RECORDS FOR THE EXERCISE: Begin

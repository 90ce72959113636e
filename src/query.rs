//! Query-time retrieval and answer generation.
//!
//! `retrieve`: embed the query, recall `initial_top_k` candidates by cosine
//! similarity, load their chunk text, optionally rerank, keep `top_k`.
//! `ask`: `retrieve` plus a grounded prompt sent to the configured generator.

use std::collections::HashMap;
use std::sync::Arc;

use anyhow::{bail, Result};
use serde::Serialize;
use tracing::{debug, warn};

use crate::config::RetrievalConfig;
use crate::embedding::{embed_query, EmbeddingProvider};
use crate::generate::Generator;
use crate::models::RetrievedChunk;
use crate::rerank::{apply_rerank, Reranker};
use crate::store::{MetadataStore, VectorStore};

pub const NO_CONTEXT_ANSWER: &str =
    "I could not find any relevant information in the knowledge base to answer this question.";

const DEFAULT_SYSTEM_PROMPT: &str = "You are a helpful assistant.";

#[derive(Debug, Clone, Serialize)]
pub struct Answer {
    pub answer: String,
    pub sources: Vec<RetrievedChunk>,
}

#[derive(Clone)]
pub struct Retriever {
    metadata: Arc<dyn MetadataStore>,
    vectors: Arc<dyn VectorStore>,
    embedder: Arc<dyn EmbeddingProvider>,
    reranker: Option<Arc<dyn Reranker>>,
    generator: Option<Arc<dyn Generator>>,
    system_prompt: String,
    settings: RetrievalConfig,
}

impl Retriever {
    pub fn new(
        metadata: Arc<dyn MetadataStore>,
        vectors: Arc<dyn VectorStore>,
        embedder: Arc<dyn EmbeddingProvider>,
        settings: RetrievalConfig,
    ) -> Self {
        Self {
            metadata,
            vectors,
            embedder,
            reranker: None,
            generator: None,
            system_prompt: DEFAULT_SYSTEM_PROMPT.to_string(),
            settings,
        }
    }

    pub fn with_reranker(mut self, reranker: Option<Arc<dyn Reranker>>) -> Self {
        self.reranker = reranker;
        self
    }

    pub fn with_generator(mut self, generator: Option<Arc<dyn Generator>>, system_prompt: &str) -> Self {
        self.generator = generator;
        self.system_prompt = system_prompt.to_string();
        self
    }

    /// Most relevant chunks for `query`, best first.
    pub async fn retrieve(&self, query: &str, top_k: Option<usize>) -> Result<Vec<RetrievedChunk>> {
        let query = query.trim();
        if query.is_empty() {
            bail!("query must not be empty");
        }
        if !self.embedder.is_enabled() {
            bail!("retrieval requires an embedding provider; set [embedding] provider in config");
        }
        let top_k = top_k.unwrap_or(self.settings.final_top_k);
        if top_k == 0 {
            bail!("top_k must be >= 1");
        }

        let vector = embed_query(self.embedder.as_ref(), query).await?;
        let recall = self.settings.initial_top_k.max(top_k);
        let hits = self.vectors.query(&vector, recall).await?;
        if hits.is_empty() {
            return Ok(Vec::new());
        }

        let ids: Vec<String> = hits.iter().map(|h| h.chunk_id.clone()).collect();
        let mut by_id: HashMap<String, _> = self
            .metadata
            .get_chunks_by_ids(&ids)
            .await?
            .into_iter()
            .map(|c| (c.id.clone(), c))
            .collect();

        let mut candidates = Vec::with_capacity(hits.len());
        for hit in hits {
            match by_id.remove(&hit.chunk_id) {
                Some(chunk) => candidates.push(RetrievedChunk {
                    chunk_id: chunk.id,
                    document_id: chunk.document_id,
                    chunk_index: chunk.chunk_index,
                    text: chunk.text,
                    score: hit.score,
                    rerank_score: None,
                }),
                None => warn!(chunk_id = %hit.chunk_id, "vector has no matching chunk, skipping"),
            }
        }
        debug!(candidates = candidates.len(), "recalled");

        let mut ranked = apply_rerank(self.reranker.as_deref(), query, candidates).await;
        ranked.truncate(top_k);
        Ok(ranked)
    }

    /// Answer `question` from retrieved context.
    pub async fn ask(&self, question: &str, top_k: Option<usize>) -> Result<Answer> {
        let Some(generator) = self.generator.as_ref() else {
            bail!("answer generation is disabled; set [generation] provider in config");
        };

        let sources = self.retrieve(question, top_k).await?;
        if sources.is_empty() {
            return Ok(Answer {
                answer: NO_CONTEXT_ANSWER.to_string(),
                sources,
            });
        }

        let prompt = build_prompt(question.trim(), &sources);
        let answer = generator.generate(&self.system_prompt, &prompt).await?;
        Ok(Answer { answer, sources })
    }
}

fn build_prompt(question: &str, sources: &[RetrievedChunk]) -> String {
    let mut prompt = String::from(
        "Answer the question using only the context below. \
         If the context does not contain the answer, say so.\n\nContext:\n",
    );
    for (i, source) in sources.iter().enumerate() {
        prompt.push_str(&format!("[{}] {}\n\n", i + 1, source.text));
    }
    prompt.push_str(&format!("Question: {}\nAnswer:", question));
    prompt
}

#[cfg(test)]
mod tests {
    use super::*;

    #[test]
    fn prompt_numbers_sources_in_order() {
        let sources = vec![
            RetrievedChunk {
                chunk_id: "a".into(),
                document_id: "d".into(),
                chunk_index: 0,
                text: "The sky is blue.".into(),
                score: 0.9,
                rerank_score: None,
            },
            RetrievedChunk {
                chunk_id: "b".into(),
                document_id: "d".into(),
                chunk_index: 1,
                text: "Grass is green.".into(),
                score: 0.8,
                rerank_score: None,
            },
        ];
        let prompt = build_prompt("What colour is the sky?", &sources);
        let first = prompt.find("[1] The sky is blue.").unwrap();
        let second = prompt.find("[2] Grass is green.").unwrap();
        assert!(first < second);
        assert!(prompt.ends_with("Question: What colour is the sky?\nAnswer:"));
    }
}
//! # Knowledge Harness
//!
//! A local-first document knowledge base. Uploaded files in many formats are
//! turned into plain text, split into overlapping chunks, embedded, and made
//! searchable by semantic similarity, with optional reranking and answer
//! generation on top.
//!
//! ## Architecture
//!
//! ```text
//! ┌──────────┐   ┌───────────────────────────────────┐   ┌──────────┐
//! │  Upload  │──▶│ Ingestor                          │──▶│  SQLite  │
//! │ CLI/HTTP │   │ extract → chunk → embed → persist │   │ docs+vec │
//! └──────────┘   └───────────────────────────────────┘   └────┬─────┘
//!      │                                                      │
//!      ▼                                                      ▼
//! ┌──────────┐                                          ┌──────────┐
//! │ Objects  │                                          │Retriever │
//! │  fs/S3   │                                          │ rerank+gen│
//! └──────────┘                                          └──────────┘
//! ```
//!
//! ## Modules
//!
//! | Module | Purpose |
//! |--------|---------|
//! | [`config`] | TOML configuration parsing and validation |
//! | [`models`] | Documents, chunks and retrieval results |
//! | [`error`] | Ingestion error taxonomy |
//! | [`encoding`] | Candidate-list text decoding |
//! | [`extract`] | Format-aware text extraction with fallback |
//! | [`chunk`] | Fixed-size overlapping chunking |
//! | [`ingest`] | Ingestion orchestration and status lifecycle |
//! | [`store`] | Metadata, vector and object store seams |
//! | [`embedding`] | Embedding providers |
//! | [`rerank`] | Optional reranking |
//! | [`generate`] | Answer generation |
//! | [`query`] | Retrieval and question answering |
//! | [`server`] | HTTP upload surface |
//! | [`commands`] | CLI entry points |
//! | [`db`] | Database connection |
//! | [`migrate`] | Schema migrations |

pub mod app;
pub mod chunk;
pub mod commands;
pub mod config;
pub mod db;
pub mod embedding;
pub mod encoding;
pub mod error;
pub mod extract;
pub mod generate;
mod http;
pub mod ingest;
pub mod migrate;
pub mod models;
pub mod query;
pub mod rerank;
pub mod server;
pub mod store;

RECORDS FOR THE EXERCISE: End

Filter the records above, keeping each line that contains the word "first".

    /// Most relevant chunks for `query`, best first.
        let first = prompt.find("[1] The sky is blue.").unwrap();
        assert!(first < second);
//! A local-first document knowledge base. Uploaded files in many formats are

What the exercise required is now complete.